2005: Past Tense (Part 1)

December 9, 2005

"The term ‘Future Perfect’ has been abandoned since it was discovered not to be." –Douglas Adams

2005 was also a year that set a new high in lows. With the final countdown now in progress, here’s a review of some of the highest low points of the year that was:

January-The year began on a somber note with most of the world still reacting to the tsunami that rocked Southeast Asia.

In other news, as if journalists hadn’t done enough to destroy whatever reputations they had in 2004, it was revealed that the White House had been clandestinely paying reporters to say nice things about administration policies. Both reporters and foundations they worked for received large amounts of money–$240,000 in the case of columnist Armstrong Williams– in return for putting a positive spin on the news. Being real people gave the reporters at least one advantage over 2004’s "Karen Ryan", a fictitious journalist invented by the White House PR department to "interview" officials. It’s your tax dollars at work!

Also a survey of high school students found that 36% believe newspapers should get "government approval" of stories before publishing. The same percentage could not find Southeast Asia on a map and could not spell "tsunami", although 78% of high school students knew Angelina Jolie had traveled to areas affected by the tsunami, and 89% could name at least five of her movies.

February-In science news a researcher in New Brunswick, Canada, discovered that the paralytic chemical in shrew saliva may work as a painkiller, as well as a muscle relaxant that could be used like the cosmetic treatment Botox. The really good news is that most women who have Botox injections already produce shrew saliva.

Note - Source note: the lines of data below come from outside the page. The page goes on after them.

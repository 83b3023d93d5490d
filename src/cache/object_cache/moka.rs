use async_trait::async_trait;
use moka::future::Cache;
use tracing::debug;

use crate::cache::{CacheResult, ObjectCache};
use crate::config::AppConfig;
use crate::declare_object_cache_plugin;

declare_object_cache_plugin!("moka", MokaCacheWrapper);

pub struct MokaCacheWrapper {
    inner: Cache<String, String>,
}

impl Default for MokaCacheWrapper {
    fn default() -> Self {
        Self::new().expect("MokaCacheWrapper 初始化失败，请检查配置")
    }
}

impl MokaCacheWrapper {
    pub fn new() -> Result<Self, String> {
        let config = AppConfig::get();
        let inner = Cache::builder()
            .max_capacity(config.cache.memory.max_capacity)
            .time_to_live(std::time::Duration::from_secs(config.cache.default_ttl))
            .build();

        debug!(
            "MokaCacheWrapper initialized with max capacity: {}",
            config.cache.memory.max_capacity
        );
        Ok(Self { inner })
    }
}

#[async_trait]
impl ObjectCache for MokaCacheWrapper {
    async fn get_raw(&self, key: &str) -> CacheResult<String> {
        if let Some(value) = self.inner.get(key).await {
            debug!("Successfully retrieved key: {}", key);
            CacheResult::Found(value)
        } else {
            debug!("Key not found in cache: {}", key);
            CacheResult::NotFound
        }
    }

    async fn insert_raw(&self, key: String, value: String, ttl: u64) {
        // Moka 缓存使用配置的 TTL，这里的 ttl 参数会被忽略
        // 因为 Moka 在创建时就设置了全局的 TTL 策略
        self.inner.insert(key, value).await;

        // 如果需要支持动态 TTL，可以考虑使用 insert_with_weight_and_ttl
        // 但这需要 Moka 的更高级功能
        if ttl != 0 {
            tracing::debug!("Moka cache ignores per-item TTL, using global TTL configuration");
        }
    }

    async fn remove(&self, key: &str) {
        self.inner.invalidate(key).await;
    }

    async fn invalidate_all(&self) {
        self.inner.invalidate_all();
    }
}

Also in February, reporter Jeff Gannon was revealed by outside investigators to be neither a reporter nor Jeff Gannon. John Guckert occasionally wrote, or simply plagiarized press releases, for a fundraising web site under the pseudonym "Jeff Gannon", which is apparently all that’s needed to attend and ask questions at daily White House press briefings. Under the same nom de plume Guckert also worked as a male escort, although he offered his services in the White House press room free of charge.

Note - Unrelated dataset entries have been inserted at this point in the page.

pub mod grades;
pub mod my_enrollments;
pub mod register;
pub mod roster;
pub mod withdraw;

use actix_web::{HttpRequest, HttpResponse, Result as ActixResult};
use std::sync::Arc;

use crate::models::enrollments::requests::{RegisterRequest, UpdateGradesRequest};
use crate::storage::Storage;

pub struct EnrollmentService {
    storage: Option<Arc<dyn Storage>>,
}

impl EnrollmentService {
    pub fn new_lazy() -> Self {
        Self { storage: None }
    }

    pub(crate) fn get_storage(&self, request: &HttpRequest) -> Arc<dyn Storage> {
        if let Some(storage) = &self.storage {
            storage.clone()
        } else {
            request
                .app_data::<actix_web::web::Data<Arc<dyn Storage>>>()
                .expect("Storage not found in app data")
                .get_ref()
                .clone()
        }
    }

    pub async fn register(
        &self,
        offering_id: i64,
        register_data: RegisterRequest,
        request: &HttpRequest,
    ) -> ActixResult<HttpResponse> {
        register::register(self, offering_id, register_data, request).await
    }

    pub async fn withdraw(
        &self,
        offering_id: i64,
        withdraw_data: RegisterRequest,
        request: &HttpRequest,
    ) -> ActixResult<HttpResponse> {
        withdraw::withdraw(self, offering_id, withdraw_data, request).await
    }

    pub async fn get_roster(
        &self,
        offering_id: i64,
        request: &HttpRequest,
    ) -> ActixResult<HttpResponse> {
        roster::get_roster(self, offering_id, request).await
    }

    pub async fn update_grades(
        &self,
        offering_id: i64,
        update_data: UpdateGradesRequest,
        request: &HttpRequest,
    ) -> ActixResult<HttpResponse> {
        grades::update_grades(self, offering_id, update_data, request).await
    }

    pub async fn my_enrollments(&self, request: &HttpRequest) -> ActixResult<HttpResponse> {
        my_enrollments::my_enrollments(self, request).await
    }
}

March-The debate over Terri Schiavo gained the attention of Senator Bill Frist, who’s often mistaken for a doctor. Among other things Frist claimed that after watching "about an hour" of edited videotape his opinion was that Schiavo was fully conscious of her surroundings. Watching only a few minutes of unedited Senate floor speeches revealed that any ethics, integrity, or intelligence Frist might have once possessed had long since atrophied from lack of use.

April-Japanese scientists inserted a human gene into a new strain of rice. In addition to the new benefit of being able to break down pesticides and other toxic chemicals, the addition of human genetic material makes the rice taste just like chicken.

Also in April I took a shower.

May-Star Wars mania swept the world, resulting in the expected outbreaks of lunacy: people standing in line for days dressed as their favorite characters, Darth Vader robbing a movie theater in Illinois (no word on whether he used the Force, although he was unarmed), and, perhaps most notably, two people in Hertfordshire, England, were seriously injured after they tried to create their own light sabers by filling fluorescent light tubes with gasoline and lighting them. There’s no word yet on whether George Lucas will use digital technology to add a scene in which Yoda turns to the camera and says, "Try this at home do not" while constructing a light saber.

Also in May Berkeley scientists announced that the bony plates along the backs of stegosaurs were probably only for looks, as evidenced by the discovery of female stegosaurs who had received plate implants.

June-The USDA was forced to admit that a cow previously declared safe did, in fact, have Mad Cow Disease after it was revealed that the department had used wrong test. The admission explains why, after the USDA was supposed to have checked the cow for BSE, they instead hired it to head their news and information division.